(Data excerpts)
=====
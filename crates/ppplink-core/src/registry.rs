//! Protocol registry: build-once, read-many table of known PPP
//! protocols.
//!
//! Records live in an append-only backing vector; two sibling hash
//! indices (by protocol id, by name) point into it so that both codec
//! directions resolve in O(1). Keys are immutable after insertion;
//! only the dispatch binding may be updated later, during startup
//! wiring. After startup the registry is read-only and safe to share
//! across threads without locking.

use std::collections::HashMap;

use serde::{Deserialize, Serialize};
use thiserror::Error;

#[derive(Debug, Error)]
pub enum RegistryError {
    #[error("protocol {name:?} (0x{protocol_id:04x}) already registered")]
    DuplicateRegistration { name: String, protocol_id: u16 },
    #[error("unknown protocol id 0x{protocol_id:04x}")]
    UnknownProtocol { protocol_id: u16 },
}

/// Renders a payload preview for diagnostics. Supplied by the
/// downstream dispatch target; receives the bytes after the header.
pub type PayloadFormatter = fn(&[u8]) -> String;

/// Opaque handle to the downstream entity that consumes packets of a
/// protocol after classification.
#[derive(Debug, Clone, Copy)]
pub struct DispatchTarget {
    /// Downstream node identifier; never interpreted here.
    pub node_id: u32,
    /// Optional diagnostics formatter for this protocol's payload.
    pub payload_formatter: Option<PayloadFormatter>,
}

/// One registered upper-layer protocol.
#[derive(Debug, Clone)]
pub struct ProtocolRecord {
    /// Unique human-readable symbol (e.g., "ip4").
    pub name: String,
    /// Unique 16-bit DLL protocol number, host byte order.
    pub protocol_id: u16,
    /// Downstream consumer; unset until startup wiring binds it.
    pub dispatch_target: Option<DispatchTarget>,
    /// Dispatch slot cached for the external pipeline; opaque here.
    pub next_index: Option<u32>,
}

/// Serializable listing row for one registered protocol.
#[derive(Debug, Clone, Serialize, Deserialize)]
pub struct ProtocolSummary {
    pub name: String,
    pub protocol_id: u16,
}

/// Read-side view of the registry. The codec is generic over this so
/// tests can substitute counting or stub resolvers.
pub trait ProtocolResolver {
    /// `protocol_id` is host byte order. `None` is a valid state, not
    /// an error; callers render a numeric fallback.
    fn lookup_by_id(&self, protocol_id: u16) -> Option<&ProtocolRecord>;
    fn lookup_by_name(&self, name: &str) -> Option<&ProtocolRecord>;
}

#[derive(Debug, Default)]
pub struct ProtocolRegistry {
    records: Vec<ProtocolRecord>,
    by_id: HashMap<u16, usize>,
    by_name: HashMap<String, usize>,
}

impl ProtocolRegistry {
    pub fn new() -> Self {
        Self::default()
    }

    /// Registry pre-populated with the standard PPP protocol numbers.
    pub fn with_default_protocols() -> Result<Self, RegistryError> {
        let mut registry = Self::new();
        for &(protocol_id, name) in crate::ppp::layout::DEFAULT_PROTOCOLS {
            registry.register(name, protocol_id)?;
        }
        Ok(registry)
    }

    /// Inserts a new record and returns its stable index. A name or id
    /// collision is a startup defect; callers must halt initialization
    /// rather than continue with an inconsistent table.
    pub fn register(&mut self, name: &str, protocol_id: u16) -> Result<usize, RegistryError> {
        if self.by_id.contains_key(&protocol_id) || self.by_name.contains_key(name) {
            return Err(RegistryError::DuplicateRegistration {
                name: name.to_string(),
                protocol_id,
            });
        }

        let index = self.records.len();
        self.records.push(ProtocolRecord {
            name: name.to_string(),
            protocol_id,
            dispatch_target: None,
            next_index: None,
        });
        self.by_id.insert(protocol_id, index);
        self.by_name.insert(name.to_string(), index);
        Ok(index)
    }

    /// Binds the downstream consumer for an already-registered
    /// protocol. Startup wiring only; fails on unknown ids.
    pub fn bind_dispatch_target(
        &mut self,
        protocol_id: u16,
        target: DispatchTarget,
        next_index: u32,
    ) -> Result<(), RegistryError> {
        let index = self
            .by_id
            .get(&protocol_id)
            .copied()
            .ok_or(RegistryError::UnknownProtocol { protocol_id })?;
        let record = &mut self.records[index];
        record.dispatch_target = Some(target);
        record.next_index = Some(next_index);
        Ok(())
    }

    pub fn get(&self, index: usize) -> Option<&ProtocolRecord> {
        self.records.get(index)
    }

    pub fn records(&self) -> impl Iterator<Item = &ProtocolRecord> {
        self.records.iter()
    }

    pub fn len(&self) -> usize {
        self.records.len()
    }

    pub fn is_empty(&self) -> bool {
        self.records.is_empty()
    }

    /// Listing rows in registration order.
    pub fn summaries(&self) -> Vec<ProtocolSummary> {
        self.records
            .iter()
            .map(|record| ProtocolSummary {
                name: record.name.clone(),
                protocol_id: record.protocol_id,
            })
            .collect()
    }
}

impl ProtocolResolver for ProtocolRegistry {
    fn lookup_by_id(&self, protocol_id: u16) -> Option<&ProtocolRecord> {
        self.by_id.get(&protocol_id).map(|&i| &self.records[i])
    }

    fn lookup_by_name(&self, name: &str) -> Option<&ProtocolRecord> {
        self.by_name.get(name).map(|&i| &self.records[i])
    }
}
//! PPP framing header codec.
//!
//! The codec serializes the fixed 4-byte header (address, control,
//! 16-bit network-order protocol) to diagnostic text and parses
//! textual protocol specifications back into wire bytes. Byte offsets
//! and protocol numbers are defined in `layout`, safe byte access in
//! `reader`, decoding and text parsing in `parser`, text rendering in
//! `format`.
//!
//! All functions are pure: the only shared state they touch is the
//! read-only protocol registry handed in by the caller.
//!
//! Version française (résumé):
//! Le codec sérialise l'en-tête PPP de 4 octets en texte de diagnostic
//! et analyse les spécifications textuelles de protocole. Les
//! positions sont dans `layout`, les lectures sûres dans `reader`, le
//! décodage dans `parser`, le rendu dans `format`.

pub mod error;
pub mod format;
pub mod layout;
pub mod parser;
pub mod reader;

pub use error::{HeaderError, ParseError};
pub use format::{TRUNCATED_MARKER, format_header, format_header_with_length, format_protocol};
pub use parser::{PppHeader, parse_protocol, parse_protocol_net, unformat_header};
use std::fmt::Write as _;

use crate::registry::ProtocolResolver;

use super::layout;
use super::parser::PppHeader;

/// Marker returned when the declared budget or the buffer itself is
/// smaller than the fixed header.
pub const TRUNCATED_MARKER: &str = "ppp header truncated";

const PREVIEW_INDENT: &str = "  ";

/// Renders a host-byte-order protocol id as its registered name, or as
/// a zero-padded hex literal when unknown.
pub fn format_protocol(resolver: &impl ProtocolResolver, protocol_id: u16) -> String {
    match resolver.lookup_by_id(protocol_id) {
        Some(record) => record.name.clone(),
        None => format!("0x{protocol_id:04x}"),
    }
}

/// Formats the header at the start of `buf` for diagnostics.
///
/// `max_header_bytes` declares how much of the original wire buffer is
/// actually available; zero means "unbounded". A budget or buffer
/// smaller than the fixed header yields the truncation marker with no
/// registry lookup performed. Address and control are appended only
/// when they differ from the conventional `0xff`/`0x03`, keeping
/// common-case traces terse. If payload bytes remain within the budget
/// and the resolved protocol's dispatch target carries a payload
/// formatter, its output is appended indented on the next line; a
/// missing formatter renders no preview and is not an error.
pub fn format_header_with_length(
    resolver: &impl ProtocolResolver,
    buf: &[u8],
    max_header_bytes: usize,
) -> String {
    if max_header_bytes != 0 && layout::HEADER_BYTES > max_header_bytes {
        return TRUNCATED_MARKER.to_string();
    }
    let Ok(header) = PppHeader::from_wire(buf) else {
        return TRUNCATED_MARKER.to_string();
    };

    let mut s = format!("PPP {}", format_protocol(resolver, header.protocol));

    if header.address != layout::DEFAULT_ADDRESS {
        let _ = write!(s, ", address 0x{:02x}", header.address);
    }
    if header.control != layout::DEFAULT_CONTROL {
        let _ = write!(s, ", control 0x{:02x}", header.control);
    }

    let available = if max_header_bytes == 0 {
        buf.len()
    } else {
        buf.len().min(max_header_bytes)
    };
    if available > layout::HEADER_BYTES {
        if let Some(formatter) = resolver
            .lookup_by_id(header.protocol)
            .and_then(|record| record.dispatch_target.as_ref())
            .and_then(|target| target.payload_formatter)
        {
            let preview = formatter(&buf[layout::HEADER_BYTES..available]);
            let _ = write!(s, "\n{PREVIEW_INDENT}{preview}");
        }
    }

    s
}

/// Formats a header value alone, with no payload and no budget.
pub fn format_header(resolver: &impl ProtocolResolver, header: &PppHeader) -> String {
    format_header_with_length(resolver, &header.to_wire(), 0)
}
=====
**EXERCISE:**
Only one stretch of the data above is needed. Restate it word for word, from the line containing "registry.register(name, protocol_id)?;" through the line containing "an inconsistent table.", both ends included.

**EXPECTED ANSWER:**
            registry.register(name, protocol_id)?;
        }
        Ok(registry)
    }

    /// Inserts a new record and returns its stable index. A name or id
    /// collision is a startup defect; callers must halt initialization
    /// rather than continue with an inconsistent table.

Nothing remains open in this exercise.